Domestic Violence LPAR
Beginning in 2013, the Jones Center began its journey towards a legal participatory action research (LPAR) project involving judicial training on best practices in domestic violence. The project resulted in the training of more than 375 judges on best practices, developed from two years of collaborative research conducted by a community action group. Co-director, Professor Kalsem, analyzed the LPAR case study in Judicial Education, Private Violence, and Community Action: A Case Study in Legal Participatory Action Research. This article seeks to assist legal scholars working in any subject area of the law to identify methods on engaging with communities in addressing social justice issues. Specifically, this article seeks to help other activists pursue similar judicial education initiatives by providing them with information on how and what the LPAR judicial training project did.

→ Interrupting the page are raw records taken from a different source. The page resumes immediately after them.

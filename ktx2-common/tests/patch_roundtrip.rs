//! Disk round-trips for the container patcher
//!
//! Tests the full pipeline per layout: write a container with an inline KTX2
//! image -> load -> patch -> save -> reload -> verify.

use ktx2_common::{embed_ktx2_images, ContainerLayout, GltfContainer};
use serde_json::{json, Value};
use tempfile::tempdir;

fn scene_with_inline_image() -> Value {
    json!({
        "asset": {"version": "2.0"},
        "images": [{"mimeType": "image/ktx2", "uri": "data:image/ktx2;base64,AAA="}]
    })
}

fn assert_patched(container: &GltfContainer) {
    let image = &container.json["images"][0];
    assert_eq!(image["bufferView"], json!(0));
    assert!(image.get("uri").is_none());
    assert_eq!(
        container.json["bufferViews"][0],
        json!({"buffer": 0, "byteOffset": 0, "byteLength": 3})
    );
    assert_eq!(container.json["buffers"][0]["byteLength"], json!(4));
}

#[test]
fn monolithic_patch_roundtrip() {
    let dir = tempdir().expect("Failed to create temp dir");
    let path = dir.path().join("scene.glb");

    let container = GltfContainer {
        json: scene_with_inline_image().as_object().unwrap().clone(),
        bin: Vec::new(),
        layout: ContainerLayout::Monolithic,
    };
    container.save(&path).expect("Failed to write GLB");

    let mut loaded = GltfContainer::load(&path).expect("Failed to load GLB");
    assert_eq!(embed_ktx2_images(&mut loaded).unwrap(), 1);
    loaded.save(&path).expect("Failed to rewrite GLB");

    let reloaded = GltfContainer::load(&path).expect("Failed to reload GLB");
    assert_patched(&reloaded);
    assert_eq!(reloaded.bin.len(), 4);
    assert_eq!(&reloaded.bin[..3], &[0, 0, 0]);
}

#[test]
fn monolithic_patch_is_idempotent_on_disk() {
    let dir = tempdir().expect("Failed to create temp dir");
    let path = dir.path().join("scene.glb");

    let container = GltfContainer {
        json: scene_with_inline_image().as_object().unwrap().clone(),
        bin: Vec::new(),
        layout: ContainerLayout::Monolithic,
    };
    container.save(&path).expect("Failed to write GLB");

    let mut first = GltfContainer::load(&path).unwrap();
    embed_ktx2_images(&mut first).unwrap();
    first.save(&path).unwrap();
    let bytes_after_first = std::fs::read(&path).unwrap();

    let mut second = GltfContainer::load(&path).unwrap();
    assert_eq!(embed_ktx2_images(&mut second).unwrap(), 0);
    second.save(&path).unwrap();
    let bytes_after_second = std::fs::read(&path).unwrap();

    assert_eq!(bytes_after_first, bytes_after_second);
}

#[test]
fn separate_file_patch_writes_sibling_bin() {
    let dir = tempdir().expect("Failed to create temp dir");
    let gltf_path = dir.path().join("scene.gltf");
    let bin_path = dir.path().join("scene.bin");

    // Pre-existing binary file seeds the buffer
    std::fs::write(&bin_path, [0xAB; 8]).unwrap();
    let mut scene = scene_with_inline_image();
    scene["buffers"] = json!([{"uri": "scene.bin", "byteLength": 8}]);
    std::fs::write(&gltf_path, serde_json::to_vec(&scene).unwrap()).unwrap();

    let mut container = GltfContainer::load(&gltf_path).expect("Failed to load glTF");
    assert!(matches!(container.layout, ContainerLayout::SeparateFile { .. }));
    assert_eq!(container.bin, vec![0xAB; 8]);

    assert_eq!(embed_ktx2_images(&mut container).unwrap(), 1);
    container.save(&gltf_path).expect("Failed to rewrite glTF");

    let bin = std::fs::read(&bin_path).unwrap();
    assert_eq!(bin.len(), 12);
    assert_eq!(&bin[..8], &[0xAB; 8]);

    let reloaded = GltfContainer::load(&gltf_path).unwrap();
    assert_eq!(
        reloaded.json["bufferViews"][0],
        json!({"buffer": 0, "byteOffset": 8, "byteLength": 3})
    );
    assert_eq!(reloaded.json["buffers"][0]["byteLength"], json!(12));
    assert_eq!(reloaded.bin, bin);
}

#[test]
fn embedded_data_uri_patch_rewrites_buffer_uri() {
    let dir = tempdir().expect("Failed to create temp dir");
    let gltf_path = dir.path().join("scene.gltf");

    let mut scene = scene_with_inline_image();
    // Empty embedded buffer
    scene["buffers"] = json!([{
        "uri": "data:application/octet-stream;base64,",
        "byteLength": 0
    }]);
    std::fs::write(&gltf_path, serde_json::to_vec(&scene).unwrap()).unwrap();

    let mut container = GltfContainer::load(&gltf_path).expect("Failed to load glTF");
    assert_eq!(container.layout, ContainerLayout::EmbeddedDataUri);

    assert_eq!(embed_ktx2_images(&mut container).unwrap(), 1);
    container.save(&gltf_path).expect("Failed to rewrite glTF");

    let reloaded = GltfContainer::load(&gltf_path).unwrap();
    assert_eq!(reloaded.layout, ContainerLayout::EmbeddedDataUri);
    assert_eq!(reloaded.bin.len(), 4);
    assert_patched(&reloaded);

    let uri = reloaded.json["buffers"][0]["uri"].as_str().unwrap();
    assert!(uri.starts_with("data:application/octet-stream;base64,"));
}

Judicial Training on Domestic Violence: A 50-State Survey
Below is a link to a comprehensive survey of all 50 states’ DV judicial training policies, statutes, and programming. The information is based on a survey of laws, statutes, proposed legislation, active legislation, academic and practical studies, among other resources. We hope this resource can be used to further DV judicial training across the country. We want this resource to be as comprehensive and complete as possible. If you have any pertaining information, please contact Professor Kristin Kalsem at email@example.com.
Predatory Lending LPAR
From fall 2012 through summer 2013, the Jones Center engaged in a local, community-based research project on predatory lending practices, in partnership with Public Allies Cincinnati. To demonstrate how legal participatory action research (“legal PAR”) works in practice, co-directors, Professor Houh and Professor Kalsem, co-authored It’s Critical: Legal Participatory Action Research, published in the Michigan Journal of Race and Law. This article introduces legal PAR as a way for legal scholars and activists to put various strands of critical legal theory into practice. This article utilizes legal PAR to contribute to legal literature on the “fringe economy” that comprises “alternative lending services” and products.